See Chapter 6, "Testing and Evaluating Pressure Systems," for a complete discussion of overpressure testing.
Requirements
Managers shall verify that an overpressure test has been performed before placing a pressure vessel in service.
Guidance
Managers may choose one of two design alternatives when obtaining pressure vessels:
- An ASME Code design.
- A non-Code design.
Once a design is chosen, the user must then choose whether the equipment is to be:
- Bought commercially, or
- Fabricated in-house.
Note: A protective shield is designed as a barrier between a pressurized component and personnel or facilities to protect against the effects of rupture or leakage. In general, pressure systems should be designed, built, and tested to allow use of the system without auxiliary shielding. However, some systems require special shields to ensure a safe working environment.
Requirements
Members of the Workforce shall use protective shields to guard against the hazards of pressure systems:
- Projectiles.
- Overpressure.
- Toxic effects.
- Fire.
- High-energy jets resulting from leakage.
Guidance
Members of the Workforce should be aware that the most effective protective measure against the hazards of pressure systems is keeping a safe distance between the pressurized component and themselves or facilities that require protection.

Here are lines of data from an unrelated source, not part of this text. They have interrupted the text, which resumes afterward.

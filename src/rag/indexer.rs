//! The indexing job: batches every recipe, requests embeddings with bounded
//! concurrency, and rebuilds the vector index. Exactly one run may be active
//! at a time; progress is observable only through [`IndexingStatus`]
//! snapshots.

use crate::db::models::IndexableRecipe;
use crate::db::{recipes, DbPool};
use crate::error::{Error, Result};
use crate::rag::vector_index::RecipeMeta;
use crate::rag::RagEngine;
use serde::{Deserialize, Serialize};
use std::sync::atomic::{AtomicBool, Ordering};
use std::sync::{Arc, RwLock};
use tokio::sync::Semaphore;
use tracing::{debug, info, warn};

#[derive(Debug, Clone, Serialize, Deserialize)]
pub struct IndexingStatus {
    pub is_indexing: bool,
    pub processed: usize,
    pub total: usize,
    pub message: String,
}

impl Default for IndexingStatus {
    fn default() -> Self {
        IndexingStatus {
            is_indexing: false,
            processed: 0,
            total: 0,
            message: "Idle".to_string(),
        }
    }
}

/// Process-wide indexing state: a single-flight flag plus the status the
/// running job writes and pollers snapshot. Readers get eventually-consistent
/// snapshots; only the active run writes.
#[derive(Debug, Default)]
pub struct IndexingState {
    running: AtomicBool,
    status: RwLock<IndexingStatus>,
}

impl IndexingState {
    pub fn snapshot(&self) -> IndexingStatus {
        self.status.read().expect("status lock poisoned").clone()
    }

    pub fn is_running(&self) -> bool {
        self.running.load(Ordering::Acquire)
    }

    fn update(&self, f: impl FnOnce(&mut IndexingStatus)) {
        let mut status = self.status.write().expect("status lock poisoned");
        f(&mut status);
    }
}

/// Exclusive right to run one indexing pass. Dropping the claim clears the
/// running flag and `is_indexing` on every exit path, including panics and
/// early errors.
pub struct IndexingClaim {
    state: Arc<IndexingState>,
}

impl Drop for IndexingClaim {
    fn drop(&mut self) {
        self.state.update(|s| s.is_indexing = false);
        self.state.running.store(false, Ordering::Release);
    }
}

/// Build the document string an embedding is requested for:
/// name, ingredient names, then tags when present.
pub fn build_document(recipe: &IndexableRecipe) -> String {
    let mut document = format!("{}. Ingredients: {}", recipe.name, recipe.ingredients.join(", "));
    if !recipe.tags.is_empty() {
        document.push_str(&format!(". Tags: {}", recipe.tags.join(", ")));
    }
    document
}

impl RagEngine {
    /// Claim the single-flight slot. A concurrent caller gets
    /// [`Error::ReindexInProgress`] immediately and the status is untouched.
    pub fn claim_indexing(&self) -> Result<IndexingClaim> {
        if self
            .status
            .running
            .compare_exchange(false, true, Ordering::AcqRel, Ordering::Acquire)
            .is_err()
        {
            return Err(Error::ReindexInProgress);
        }

        self.status.update(|s| {
            s.is_indexing = true;
            s.processed = 0;
            s.total = 0;
            s.message = "Starting indexing...".to_string();
        });

        Ok(IndexingClaim {
            state: Arc::clone(&self.status),
        })
    }

    /// Rebuild the vector index from the given recipes. Convenience wrapper
    /// around [`claim_indexing`](Self::claim_indexing) + [`run_indexing`](Self::run_indexing).
    pub async fn index_recipes(&self, recipes: Vec<IndexableRecipe>) -> Result<usize> {
        let claim = self.claim_indexing()?;
        self.run_indexing(claim, recipes).await
    }

    /// The indexing pass itself. A refresh is a full rebuild: the index is
    /// cleared first so stale entries for deleted recipes cannot persist.
    /// Batches run strictly in sequence; embedding requests within a batch
    /// run concurrently under the configured limit. A single failed embedding
    /// skips that recipe, never the run.
    pub async fn run_indexing(
        &self,
        claim: IndexingClaim,
        recipes: Vec<IndexableRecipe>,
    ) -> Result<usize> {
        let _claim = claim;
        let total = recipes.len();

        info!("Indexing {} recipes (batch size {}, concurrency {})",
            total, self.tuning.index_batch_size, self.tuning.embed_concurrency);

        self.status.update(|s| s.total = total);
        self.index.clear();

        let semaphore = Arc::new(Semaphore::new(self.tuning.embed_concurrency));
        let mut indexed = 0usize;
        let mut processed = 0usize;

        for batch in recipes.chunks(self.tuning.index_batch_size) {
            let embeds = batch.iter().map(|recipe| {
                let semaphore = Arc::clone(&semaphore);
                let embedder = Arc::clone(&self.embedder);
                async move {
                    // The semaphore is never closed while the run is alive.
                    let _permit = semaphore.acquire().await.ok()?;
                    let document = build_document(recipe);
                    match embedder.embed(&document).await {
                        Ok(vector) => Some((recipe, vector, document)),
                        Err(e) => {
                            warn!("Failed to embed recipe {}: {e}", recipe.id);
                            None
                        }
                    }
                }
            });

            let results = futures::future::join_all(embeds).await;

            for (recipe, vector, document) in results.into_iter().flatten() {
                self.index.upsert(
                    recipe.id,
                    vector,
                    RecipeMeta {
                        name: recipe.name.clone(),
                        url: recipe.url.clone(),
                    },
                    document,
                );
                indexed += 1;
            }

            processed += batch.len();
            self.status.update(|s| {
                s.processed = processed;
                s.message = format!("Processed {processed}/{total}");
            });
            debug!("Processed {processed}/{total}");
        }

        self.status.update(|s| s.message = "Saving to disk...".to_string());
        if let Err(e) = self.index.save().await {
            self.status.update(|s| s.message = format!("Failed: {e}"));
            return Err(e);
        }

        self.status.update(|s| s.message = "Completed".to_string());
        info!("Indexing complete: {indexed} of {total} recipes embedded");

        Ok(indexed)
    }

    /// Fetch every recipe from the store and rebuild the index with an
    /// already-held claim. This is what the reindex endpoint spawns after
    /// claiming the slot synchronously.
    pub async fn run_indexing_from_store(
        &self,
        claim: IndexingClaim,
        pool: &DbPool,
    ) -> Result<usize> {
        let recipes = match recipes::list_indexable_recipes(pool).await {
            Ok(recipes) => recipes,
            Err(e) => {
                self.status.update(|s| s.message = format!("Failed: {e}"));
                return Err(e);
            }
        };
        self.run_indexing(claim, recipes).await
    }

    /// Re-attach to the persisted index without rebuilding. Rejected while a
    /// rebuild is running.
    pub async fn reload(&self) -> Result<usize> {
        if self.status.is_running() {
            return Err(Error::ReindexInProgress);
        }
        self.index.load().await
    }
}

#[cfg(test)]
mod tests {
    use super::*;

    #[test]
    fn test_build_document_format() {
        let recipe = IndexableRecipe {
            id: 1,
            name: "Vegetable Pulao".to_string(),
            url: "https://example.com/pulao".to_string(),
            ingredients: vec!["rice".to_string(), "peas".to_string()],
            tags: vec!["pulao".to_string(), "rice".to_string()],
        };
        assert_eq!(
            build_document(&recipe),
            "Vegetable Pulao. Ingredients: rice, peas. Tags: pulao, rice"
        );
    }

    #[test]
    fn test_build_document_without_tags() {
        let recipe = IndexableRecipe {
            id: 1,
            name: "Plain Rice".to_string(),
            url: "https://example.com/rice".to_string(),
            ingredients: vec!["rice".to_string()],
            tags: vec![],
        };
        assert_eq!(build_document(&recipe), "Plain Rice. Ingredients: rice");
    }

    #[test]
    fn test_status_default_is_idle() {
        let status = IndexingStatus::default();
        assert!(!status.is_indexing);
        assert_eq!(status.message, "Idle");
    }
}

In addition to distance, there are three conventional types of protective shields:
- A rated cell can be designed to:
- Protect against both penetration and external overpressure.
- Avoid damage from toxicity.
- The secondary container, if properly designed and used, is capable of:
- Containing the explosive force, preventing external damage and escape of toxic materials.
- Preventing fire.
- A barricade, which is designed to provide a barrier only against penetration. This is the least effective shield.
Requirements
Members of the Workforce shall use protective shields for any situation involving hazards to themselves or facilities where conformance with accepted design criteria is:
- Marginal.
- Impractical.
- Impossible.
Guidance
Examples of when to use shields are:
- The material used in the pressure system is known or suspected to be subject to brittle fracture.
- Factors of safety are less than recommended.
- No proof test has been conducted.
- An item of hardware is questionable.
- The experiment is an intentional burst test.
- The validity of supporting calculations is questionable.
- System complexity or unusual operating circumstances warrant added protection.
Note: What constitutes a protective shield is a difficult question. For example, a 1/4-in. steel plate around a small glass vacuum bell jar is overdesign. On the other hand, nothing but distance or a specially designed bunker can protect against sudden release of energy levels up to 74 X 106 ft-lb (equivalent to 50 lb of TNT).
Requirements
The responsible manager shall anticipate potential hazards and shall be prepared to deal with them.
Guidance
Pressure Installers should consider the following design points:
- Brittle materials can pose extreme hazards, depending on factors such as a location near personnel and facilities, energy level, and mode of operation. Protective shields must be adequate to stop fragments and to control overpressure.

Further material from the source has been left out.